A concrete slab on grade does not expand, but has a long term shrinkage that essentially stops after a couple of months. In some situations, there MIGHT be a very small short term thermal expansion IF the slab and soil got heated to over 150F or so.

Some codes even require the slab to be poured with a 3-1/2" contact height with the floor to give additional support to the wall to resist the lateral soil loads in a basement. It is a method to use the slab as a diaphragm. Normally when the slab is poured against the basement wall there gets to be a 1/16" to 1/8" gap due to the initial curing shrinkage, but still can provide lateral resistance if there is any movement. A lazy contractor using a wet mix will be on the high end of that range and good, low slump concrete will have less shrinkage.

Dick


----------



## stadry

guest, this is a great answer & definition as many of us define 'expansion joint' differently,,, in 39yrs, i've never seen any bsmt slab 'expand and push your block off your footer.' conc does expand/contract in direct relation to temp changes( heat expands conc & cold contracts it [remember high school physics ?] however, most pro's agree expansion jnts aren't used in bsmts where temps remain fairly constant - its more likely a bsmt floor would contain contraction jnts while expansion jnts are to separate slabs from structures,,, then again, i've never placed conc in ky,,, the ONLY time we've seen cont expand to do any damage is on conc hgwys w/100' slabs - a method never used anymore :laughing:


----------



## justincase123

They have been doing it that way in ky for decades.


----------



## concretemasonry

KY is just one place and not necessarily applicable in other situations or places.

Dick


----------



## justincase123

True, we get all kinds of weather here and never know what we will get. I just know they do this here and I had to clean mine out with a putty knife and shop vac to get rid of the rotting expansion material which was feeding the mold. The expansion material had served its purpose to create the space between the floor and wall, after that it starts to rot over time and feeds the mold, I guess dirt and debri in the gap will also feed mold given the dampness of basements.


----------



## toddmanqa

*Update from original poster*

Using custom-ordered 2" backer rod and a couple of hundred dollars worth of crack sealer, I was able to seal the entire gap on the perimeter. As expected, the mold smell went away for the most part. 

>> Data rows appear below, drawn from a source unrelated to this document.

//! Static game configuration: resources, cards, grid, starter card.
//!
//! Configuration is built through [`ConfigBuilder`] and frozen into an
//! immutable [`GameConfig`] before the first [`crate::state::GameState`] is
//! created. Every component takes the config by reference -- there is no
//! global table, so tests can supply their own doubles.

use crate::fixed::Fixed64;
use crate::id::{CardId, ResourceId};
use std::collections::{BTreeMap, HashMap};

/// A resource type definition.
#[derive(Debug, Clone)]
pub struct ResourceDef {
    pub name: String,
}

/// What a single manual action consumes and produces, in whole units.
#[derive(Debug, Clone, Default, PartialEq, Eq)]
pub struct ManualYield {
    pub consume: Vec<(ResourceId, u64)>,
    pub produce: Vec<(ResourceId, u64)>,
}

/// What a tier upgrade grants once purchased.
#[derive(Debug, Clone, PartialEq, Eq)]
pub struct TierBenefit {
    /// Whether this tier enables automated production.
    pub automation: bool,
    /// Multiplier applied to the card's base rate at this tier.
    pub rate_multiplier: Fixed64,
}

impl Default for TierBenefit {
    fn default() -> Self {
        Self {
            automation: false,
            rate_multiplier: Fixed64::ONE,
        }
    }
}

/// A card definition: the quantitative fields the simulation consumes.
/// Presentation data (labels, icons, captions) lives outside the core.
#[derive(Debug, Clone)]
pub struct CardDef {
    pub name: String,
    /// Input resource -> required rate. Throttles throughput via efficiency;
    /// automated production does not deduct these.
    pub input_requirements: Vec<(ResourceId, Fixed64)>,
    /// Output resources, in declaration order. Automated flow uses the first.
    pub outputs: Vec<ResourceId>,
    /// Whole units produced per second at tier 1 with 100% efficiency.
    pub base_rate: Fixed64,
    /// Manual click yield; `None` for passive cards.
    pub manual_yield: Option<ManualYield>,
    /// Tier -> cost map, checked against settled amounts.
    pub upgrade_costs: BTreeMap<u32, Vec<(ResourceId, u64)>>,
    /// Tier -> benefit descriptor.
    pub tier_benefits: BTreeMap<u32, TierBenefit>,
}

#[derive(Debug, thiserror::Error)]
pub enum ConfigError {
    #[error("not found: {0}")]
    NotFound(String),
    #[error("duplicate name: {0}")]
    DuplicateName(String),
    #[error("invalid resource reference: {0:?}")]
    InvalidResourceRef(ResourceId),
    #[error("no starter card designated")]
    MissingStarterCard,
    #[error("grid dimensions must be non-zero, got {rows}x{cols}")]
    BadGrid { rows: u32, cols: u32 },
}

/// Builder for constructing an immutable [`GameConfig`].
/// Three-phase lifecycle: registration -> mutation -> finalization.
#[derive(Debug)]
pub struct ConfigBuilder {
    resources: Vec<ResourceDef>,
    resource_name_to_id: HashMap<String, ResourceId>,
    cards: Vec<CardDef>,
    card_name_to_id: HashMap<String, CardId>,
    grid_rows: u32,
    grid_cols: u32,
    starter_card: Option<CardId>,
}

impl Default for ConfigBuilder {
    fn default() -> Self {
        Self::new()
    }
}

impl ConfigBuilder {
    pub fn new() -> Self {
        Self {
            resources: Vec::new(),
            resource_name_to_id: HashMap::new(),
            cards: Vec::new(),
            card_name_to_id: HashMap::new(),
            grid_rows: 4,
            grid_cols: 5,
            starter_card: None,
        }
    }

    /// Phase 1: Register a resource type. Returns its ID.
    pub fn register_resource(&mut self, name: &str) -> ResourceId {
        let id = ResourceId(self.resources.len() as u32);
        self.resources.push(ResourceDef {
            name: name.to_string(),
        });
        self.resource_name_to_id.insert(name.to_string(), id);
        id
    }

    /// Phase 1: Register a card. Returns its ID.
    pub fn register_card(&mut self, def: CardDef) -> CardId {
        let id = CardId(self.cards.len() as u32);
        self.card_name_to_id.insert(def.name.clone(), id);
        self.cards.push(def);
        id
    }

    /// Phase 2: Mutate an existing card definition by name.
    pub fn mutate_card<F>(&mut self, name: &str, f: F) -> Result<(), ConfigError>
    where
        F: FnOnce(&mut CardDef),
    {
        let id = self
            .card_name_to_id
            .get(name)
            .ok_or(ConfigError::NotFound(name.to_string()))?;
        f(&mut self.cards[id.0 as usize]);
        Ok(())
    }

    /// Set the placement grid dimensions.
    pub fn set_grid(&mut self, rows: u32, cols: u32) {
        self.grid_rows = rows;
        self.grid_cols = cols;
    }

    /// Designate the always-unlocked starter card.
    pub fn set_starter_card(&mut self, name: &str) -> Result<(), ConfigError> {
        let id = self
            .card_name_to_id
            .get(name)
            .ok_or(ConfigError::NotFound(name.to_string()))?;
        self.starter_card = Some(*id);
        Ok(())
    }

    /// Lookup resource ID by name.
    pub fn resource_id(&self, name: &str) -> Option<ResourceId> {
        self.resource_name_to_id.get(name).copied()
    }

    /// Lookup card ID by name.
    pub fn card_id(&self, name: &str) -> Option<CardId> {
        self.card_name_to_id.get(name).copied()
    }

    /// Phase 3: Finalize and build the immutable config.
    pub fn build(self) -> Result<GameConfig, ConfigError> {
        if self.grid_rows == 0 || self.grid_cols == 0 {
            return Err(ConfigError::BadGrid {
                rows: self.grid_rows,
                cols: self.grid_cols,
            });
        }

        // Names must be unique -- the save format is name-keyed.
        if self.resource_name_to_id.len() != self.resources.len() {
            let dup = find_duplicate(self.resources.iter().map(|r| r.name.as_str()));
            return Err(ConfigError::DuplicateName(dup));
        }
        if self.card_name_to_id.len() != self.cards.len() {
            let dup = find_duplicate(self.cards.iter().map(|c| c.name.as_str()));
            return Err(ConfigError::DuplicateName(dup));
        }

        // Every resource a card references must exist.
        let resource_count = self.resources.len() as u32;
        for card in &self.cards {
            let refs = card
                .input_requirements
                .iter()
                .map(|(r, _)| *r)
                .chain(card.outputs.iter().copied())
                .chain(card.manual_yield.iter().flat_map(|y| {
                    y.consume
                        .iter()
                        .chain(y.produce.iter())
                        .map(|(r, _)| *r)
                }))
                .chain(
                    card.upgrade_costs
                        .values()
                        .flat_map(|costs| costs.iter().map(|(r, _)| *r)),
                );
            for r in refs {
                if r.0 >= resource_count {
                    return Err(ConfigError::InvalidResourceRef(r));
                }
            }
        }

        let starter_card = self.starter_card.ok_or(ConfigError::MissingStarterCard)?;

        Ok(GameConfig {
            resources: self.resources,
            resource_name_to_id: self.resource_name_to_id,
            cards: self.cards,
            card_name_to_id: self.card_name_to_id,
            grid_rows: self.grid_rows,
            grid_cols: self.grid_cols,
            starter_card,
        })
    }
}

fn find_duplicate<'a>(names: impl Iterator<Item = &'a str>) -> String {
    let mut seen = std::collections::HashSet::new();
    for name in names {
        if !seen.insert(name) {
            return name.to_string();
        }
    }
    String::new()
}

/// Immutable configuration. Frozen after `build()`.
#[derive(Debug)]
pub struct GameConfig {
    resources: Vec<ResourceDef>,
    resource_name_to_id: HashMap<String, ResourceId>,
    cards: Vec<CardDef>,
    card_name_to_id: HashMap<String, CardId>,
    grid_rows: u32,
    grid_cols: u32,
    starter_card: CardId,
}

impl GameConfig {
    pub fn resource(&self, id: ResourceId) -> Option<&ResourceDef> {
        self.resources.get(id.0 as usize)
    }

    pub fn card(&self, id: CardId) -> Option<&CardDef> {
        self.cards.get(id.0 as usize)
    }

    pub fn resource_id(&self, name: &str) -> Option<ResourceId> {
        self.resource_name_to_id.get(name).copied()
    }

    pub fn card_id(&self, name: &str) -> Option<CardId> {
        self.card_name_to_id.get(name).copied()
    }

    pub fn resource_count(&self) -> usize {
        self.resources.len()
    }

    pub fn card_count(&self) -> usize {
        self.cards.len()
    }

    pub fn resource_ids(&self) -> impl Iterator<Item = ResourceId> + '_ {
        (0..self.resources.len() as u32).map(ResourceId)
    }

    pub fn card_ids(&self) -> impl Iterator<Item = CardId> + '_ {
        (0..self.cards.len() as u32).map(CardId)
    }

    pub fn grid_rows(&self) -> u32 {
        self.grid_rows
    }

    pub fn grid_cols(&self) -> u32 {
        self.grid_cols
    }

    /// The designated always-unlocked starter card.
    pub fn starter_card(&self) -> CardId {
        self.starter_card
    }
}
// ---------------------------------------------------------------------------
// GameState
// ---------------------------------------------------------------------------

#[derive(Debug)]
pub struct GameState {
    /// Settled whole-unit amounts, indexed by ResourceId.
    pub(crate) resources: Vec<u64>,
    /// Sub-unit carries, indexed by ResourceId. Always in `[0,1)`.
    pub(crate) carries: Vec<Fixed64>,
    /// Whether each resource has ever been settled above zero.
    pub(crate) discovered: Vec<bool>,
    /// Per-card state, indexed by CardId.
    pub(crate) cards: Vec<CardState>,
    /// Production-rate records for cards with automation started.
    pub(crate) rates: Vec<Option<ProductionRate>>,
    /// Efficiency records, recomputed on demand.
    pub(crate) efficiencies: Vec<Option<EfficiencyRecord>>,
    pub(crate) grid_rows: u32,
    pub(crate) grid_cols: u32,
    pub meta: Meta,
    pub bus: EventBus,
}

impl GameState {
    /// Create a fresh state for the given configuration. Only the starter
    /// card begins unlocked.
    pub fn new(config: &GameConfig) -> Self {
        let resource_count = config.resource_count();
        let cards = config
            .card_ids()
            .map(|id| CardState {
                id,
                placed: None,
                tier: 0,
                automated: false,
                production: 0,
                unlocked: id == config.starter_card(),
                carry: Fixed64::ZERO,
            })
            .collect::<Vec<_>>();
        let card_count = cards.len();

        Self {
            resources: vec![0; resource_count],
            carries: vec![Fixed64::ZERO; resource_count],
            discovered: vec![false; resource_count],
            cards,
            rates: vec![None; card_count],
            efficiencies: vec![None; card_count],
            grid_rows: config.grid_rows(),
            grid_cols: config.grid_cols(),
            meta: Meta::default(),
            bus: EventBus::new(),
        }
    }

    // -----------------------------------------------------------------------
    // Event publication
    // -----------------------------------------------------------------------

    /// Publish an event and apply any reactions to a fixpoint. Reactions may
    /// publish further events (e.g. `CardUnlocked`), which may produce more
    /// reactions; the loop runs until the pending list drains empty.
    pub(crate) fn publish(&mut self, event: Event) {
        self.bus.publish(&event);
        loop {
            let reactions = self.bus.drain_reactions();
            if reactions.is_empty() {
                break;
            }
            for reaction in reactions {
                match reaction {
                    Reaction::UnlockCard {
                        card,
                        kind,
                        trigger,
                    } => {
                        let Some(entry) = self.cards.get_mut(card.0 as usize) else {
                            tracing::warn!(?card, "unlock reaction targets unknown card");
                            continue;
                        };
                        // Idempotent: already-unlocked targets are not
                        // re-notified.
                        if entry.unlocked {
                            continue;
                        }
                        entry.unlocked = true;
                        self.bus.publish(&Event::CardUnlocked {
                            card,
                            kind,
                            trigger,
                        });
                    }
                }
            }
        }
    }

    // -----------------------------------------------------------------------
    // Resource mutations
    // -----------------------------------------------------------------------

    fn resource_index(&self, resource: ResourceId) -> Result<usize, LedgerError> {
        let idx = resource.0 as usize;
        if idx >= self.resources.len() {
            tracing::warn!(?resource, "invalid resource id");
            return Err(LedgerError::UnknownResource(resource));
        }
        Ok(idx)
    }

    /// Mark a resource discovered. One-time, idempotent.
    fn note_discovery(&mut self, resource: ResourceId) {
        let idx = resource.0 as usize;
        if !self.discovered[idx] {
            self.discovered[idx] = true;
            self.publish(Event::ResourceDiscovered { resource });
        }
    }

    /// Add whole units to a resource's settled amount.
    ///
    /// Fires `ResourceChanged`; a transition from exactly zero to positive
    /// marks the resource discovered and fires `ResourceDiscovered` once.
    pub fn add_whole(&mut self, resource: ResourceId, amount: u64) -> Result<(), LedgerError> {
        let idx = self.resource_index(resource)?;
        let was_zero = self.resources[idx] == 0;
        self.resources[idx] = self.resources[idx].saturating_add(amount);
        let new_total = self.resources[idx];
        self.publish(Event::ResourceChanged {
            resource,
            delta: i64::try_from(amount).unwrap_or(i64::MAX),
            new_total,
            carry: self.carries[idx],
        });
        if was_zero && new_total > 0 {
            self.note_discovery(resource);
        }
        Ok(())
    }

    /// Subtract whole units. Fails with no mutation if the settled amount is
    /// insufficient -- resources never go negative.
    pub fn subtract_whole(&mut self, resource: ResourceId, amount: u64) -> Result<(), LedgerError> {
        let idx = self.resource_index(resource)?;
        let have = self.resources[idx];
        if have < amount {
            tracing::warn!(?resource, have, need = amount, "insufficient resource");
            return Err(LedgerError::Insufficient {
                resource,
                have,
                need: amount,
            });
        }
        self.resources[idx] = have - amount;
        self.publish(Event::ResourceChanged {
            resource,
            delta: -i64::try_from(amount).unwrap_or(i64::MAX),
            new_total: self.resources[idx],
            carry: self.carries[idx],
        });
        Ok(())
    }

    /// Accumulate a fractional amount into a resource's carry. Whole units
    /// flush into the settled amount immediately, keeping the carry in
    /// `[0,1)`. `ResourceChanged` fires only when a whole unit flushed, so
    /// tiny tick contributions do not cause an event storm.
    pub fn add_fractional(
        &mut self,
        resource: ResourceId,
        amount: Fixed64,
    ) -> Result<(), LedgerError> {
        let idx = self.resource_index(resource)?;
        self.carries[idx] = self.carries[idx].saturating_add(amount);
        let carry = self.carries[idx];
        if carry >= Fixed64::ONE || carry < Fixed64::ZERO {
            let whole = carry.floor();
            self.carries[idx] = carry - whole;
            let whole_i = whole.to_num::<i64>();
            let was_zero = self.resources[idx] == 0;
            let delta;
            if whole_i >= 0 {
                self.resources[idx] = self.resources[idx].saturating_add(whole_i as u64);
                delta = whole_i;
            } else {
                // A negative flush drains the settled amount but never takes
                // it below zero; if it would, the carry drains with it.
                let take = whole_i.unsigned_abs();
                let have = self.resources[idx];
                if take > have {
                    self.resources[idx] = 0;
                    self.carries[idx] = Fixed64::ZERO;
                    delta = -i64::try_from(have).unwrap_or(i64::MAX);
                } else {
                    self.resources[idx] = have - take;
                    delta = whole_i;
                }
            }
            let new_total = self.resources[idx];
            self.publish(Event::ResourceChanged {
                resource,
                delta,
                new_total,
                carry: self.carries[idx],
            });
            if was_zero && new_total > 0 {
                self.note_discovery(resource);
            }
        }
        Ok(())
    }

    /// Settled + carry. Used by every threshold and efficiency comparison so
    /// sub-unit progress is visible even though it is not yet spendable.
    pub fn true_value(&self, resource: ResourceId) -> Fixed64 {
        let idx = resource.0 as usize;
        if idx >= self.resources.len() {
            return Fixed64::ZERO;
        }
        whole_to_fixed64(self.resources[idx]).saturating_add(self.carries[idx])
    }

    /// Settled amount, or 0 for an unknown resource.
    pub fn resource(&self, resource: ResourceId) -> u64 {
        self.resources.get(resource.0 as usize).copied().unwrap_or(0)
    }

    /// Sub-unit carry, or 0 for an unknown resource.
    pub fn carry(&self, resource: ResourceId) -> Fixed64 {
        self.carries
            .get(resource.0 as usize)
            .copied()
            .unwrap_or(Fixed64::ZERO)
    }

    pub fn is_discovered(&self, resource: ResourceId) -> bool {
        self.discovered
            .get(resource.0 as usize)
            .copied()
            .unwrap_or(false)
    }

    pub fn discovered_resources(&self) -> impl Iterator<Item = ResourceId> + '_ {
        self.discovered
            .iter()
            .enumerate()
            .filter(|(_, d)| **d)
            .map(|(i, _)| ResourceId(i as u32))
    }

    /// True iff every entry's settled amount covers the required quantity.
    /// Costs are checked against settled amounts only -- fractional carry
    /// cannot pay a cost.
    pub fn has_at_least(&self, costs: &[(ResourceId, u64)]) -> bool {
        costs
            .iter()
            .all(|(resource, amount)| self.resource(*resource) >= *amount)
    }

    // -----------------------------------------------------------------------
    // Card mutations
    // -----------------------------------------------------------------------

    pub fn card(&self, card: CardId) -> Option<&CardState> {
        self.cards.get(card.0 as usize)
    }

    pub fn cards(&self) -> impl Iterator<Item = &CardState> {
        self.cards.iter()
    }

    pub fn rate(&self, card: CardId) -> Option<&ProductionRate> {
        self.rates.get(card.0 as usize)?.as_ref()
    }

    pub fn efficiency(&self, card: CardId) -> Option<&EfficiencyRecord> {
        self.efficiencies.get(card.0 as usize)?.as_ref()
    }

    pub fn grid_rows(&self) -> u32 {
        self.grid_rows
    }

    pub fn grid_cols(&self) -> u32 {
        self.grid_cols
    }

    /// Place a card on the grid. Rejects out-of-bounds positions and cells
    /// already holding another card.
    pub fn place_card(&mut self, card: CardId, row: u32, col: u32) -> Result<(), PlacementError> {
        if card.0 as usize >= self.cards.len() {
            tracing::warn!(?card, "invalid card id");
            return Err(PlacementError::UnknownCard(card));
        }
        if row >= self.grid_rows || col >= self.grid_cols {
            tracing::warn!(row, col, "placement outside grid bounds");
            return Err(PlacementError::OutOfBounds { row, col });
        }
        let pos = GridPos { row, col };
        if self
            .cards
            .iter()
            .any(|c| c.id != card && c.placed == Some(pos))
        {
            return Err(PlacementError::Occupied { row, col });
        }
        self.cards[card.0 as usize].placed = Some(pos);
        self.publish(Event::CardPlaced { card, pos });
        Ok(())
    }

    /// Remove a card from the grid.
    pub fn remove_card(&mut self, card: CardId) -> Result<(), PlacementError> {
        if card.0 as usize >= self.cards.len() {
            tracing::warn!(?card, "invalid card id");
            return Err(PlacementError::UnknownCard(card));
        }
        self.cards[card.0 as usize].placed = None;
        self.publish(Event::CardRemoved { card });
        Ok(())
    }

    /// Increase a card's cumulative production counter.
    pub fn increment_production(&mut self, card: CardId, amount: u64) -> Result<(), LedgerError> {
        let Some(entry) = self.cards.get_mut(card.0 as usize) else {
            tracing::warn!(?card, "invalid card id");
            return Err(LedgerError::UnknownCard(card));
        };
        entry.production = entry.production.saturating_add(amount);
        let production = entry.production;
        self.publish(Event::CardProduction { card, production });
        Ok(())
    }

    /// Enable automated production. The card must be placed and tier 1+.
    /// Initializes a fresh production-rate record from the base rate scaled
    /// by the highest applicable tier benefit, then computes the initial
    /// efficiency.
    pub fn start_automation(
        &mut self,
        config: &GameConfig,
        card: CardId,
    ) -> Result<(), AutomationError> {
        let Some(entry) = self.cards.get(card.0 as usize) else {
            tracing::warn!(?card, "invalid card id");
            return Err(AutomationError::UnknownCard(card));
        };
        if entry.tier < 1 {
            tracing::warn!(?card, "card is tier 0 (manual only)");
            return Err(AutomationError::TierTooLow(card));
        }
        if entry.placed.is_none() {
            tracing::warn!(?card, "card must be placed on the grid first");
            return Err(AutomationError::NotPlaced(card));
        }
        let tier = entry.tier;
        let def = config
            .card(card)
            .ok_or(AutomationError::UnknownCard(card))?;
        let multiplier = def
            .tier_benefits
            .range(..=tier)
            .next_back()
            .map(|(_, b)| b.rate_multiplier)
            .unwrap_or(Fixed64::ONE);
        let base = def.base_rate.saturating_mul(multiplier);

        self.cards[card.0 as usize].automated = true;
        self.rates[card.0 as usize] = Some(ProductionRate {
            base_rate: base,
            efficiency: Fixed64::ONE,
            actual_rate: base,
        });
        crate::efficiency::compute_efficiency(self, config, card);
        Ok(())
    }

    /// Disable automated production. The rate record is kept for when
    /// automation resumes.
    pub fn stop_automation(&mut self, card: CardId) -> Result<(), AutomationError> {
        let Some(entry) = self.cards.get_mut(card.0 as usize) else {
            tracing::warn!(?card, "invalid card id");
            return Err(AutomationError::UnknownCard(card));
        };
        entry.automated = false;
        Ok(())
    }

    // -----------------------------------------------------------------------
    // Reset
    // -----------------------------------------------------------------------

    /// Replace all state with fresh initial values. Bus subscribers survive.
    pub fn reset(&mut self, config: &GameConfig) {
        let fresh = GameState::new(config);
        self.resources = fresh.resources;
        self.carries = fresh.carries;
        self.discovered = fresh.discovered;
        self.cards = fresh.cards;
        self.rates = fresh.rates;
        self.efficiencies = fresh.efficiencies;
        self.grid_rows = fresh.grid_rows;
        self.grid_cols = fresh.grid_cols;
        self.meta = fresh.meta;
        self.publish(Event::StateReset);
    }
}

One unexpected result was that I was actually getting some water off the walls, and which had been going into the gap. With the gap filled, a small amount of water does run onto the basement floor. Fortunately, the dehumidifiers were able to keep up with the tiny bit of water coming in.

Since the mold smell didn't go away completely, and we want to finish the basement, we will actually be taking out the concrete floor, digging down a foot, then putting a new slab in. The expectation is that a new slab with a vapor barrier and a properly draining aggregate will get rid of any remaining moisture problems (and hopefully mold smell).

Time will tell.


----------



## serfin control

*oh boy*

I know this is an old thread but I too have a floating slab. my basement flooded twice this year and now I'm ripping up the walls only to find 1x6s stuffed into the gaps. the wood above the gap is OK but the wood under the gap is completely dry rotted out. in some places the wood above the gap is so tightly compressed in the gap the only way to remove the dry rot underneath is to chisel up the foundation. not a great plan. it's a total nightmare because I can't find a way to remove the wood and my entire basement smells like a dry rotted piece of wood in a forest. It's labor intensive and time consuming to get it out of the gap. I've tried as much as I can. maybe a professional can help but that's thousands of dollars in labor to pick at the stuff by hand.


----------



## serfin control

McHugh2001 I don't have enough posts (15) to be able to PM you so I have to post my reply here, hopefully you see it!



mchugh2001 said:


> Hi- saw your post about the floating slab. I am now discovering this myself (Detroit area, 1939 house). I have all of the rotten wood removed from the joints (including interior walls) and am trying to decide whether I should fill them in, leave them empty, or install interior French drain. My current favorite option is do nothing and install Dricore subfloor. What solution did you end up with and do you have any regrets? Thanks!


I ended up removing as much as the rotted wood as I could by hand and vaccuum. What wood I couldn't remove, which wasn't that much, I treated with a liberal solution of anti-freeze and borax mixed together, which is supposed to kill any living organism. Then after it dried out, we poured, if I remember correctly, liberal amounts of latex over it to completely encase it. 

AS for what to do with the gaps in the floating slab, we basically left it alone. My basement is only half-grade and it never had a mositure or water problem, so I wasn't going to install french drains to bring more water in the house! especially in teh case of a power failure and my sump stopped. 

however, we ended nailing into the concrete slab treated 2x4's where the floor met the slab, essentially covering up the gap in the floating slab. To do that, my brother-in-law/GC removed the outer perimeter of nearly perfect 60 year old armstrong 12" VCT tiles and then placed them with newer, different colored tiles for a nice contrast. We insulted, put up fancier pre-finished brich plywood as paneling and then put larger baseboard to cover up whatever slab gap was still present. If the basement ever flooded again, I would just remove the baseboard, and let it all dry out. I purposely chose not to put drywall just in case for any reason it ever flooded again. The paneling would just dry out and the treated wood would not rot. 

As for the dri-core basement, my philosophy has been that I don't want to create water problems if there wasn't one. Since my basement was totally dry, and it was already covered up by perfectly good vct tile, I didn't want to spend more money and potentially create water problems that didn't exist before. 

Do I regret my decision to leave the VCT tiles installed over concrete? No and Yes. No because at the time I had just spend $17k to retrofit overhead sewers and then another $20k or so to *completely* gut the basement. I was looking to save money wherever I could and saving labor/supplies to rip up a perfectly good floor seemed like a waste.

But yes, I do regret it because the floor is cold in the winter. If I had to do it again I probably would have ripped up the VCT tiles, put in a water barrier and insulation, and then put in nicer engineered floor.

However, I installed tile in the basement bathroom, and for my little office in the basement, I had to tear out the tiles because they were 9" abestos tiles. I installed these way too expensive Karndean designflooring tiles because they are waterproof and removable. I like the tiles but they don't stay in place very well so they always move around and as my BIL says, look like crap if they're not flush. Someday I'll put in some other waterproof engineered flooring.

as for water issues, I've had none so far, there seems to be no issues with the floating slab to date based on what I've done. I still don't have any moisture problems, it's actuallly realy dry down here.


----------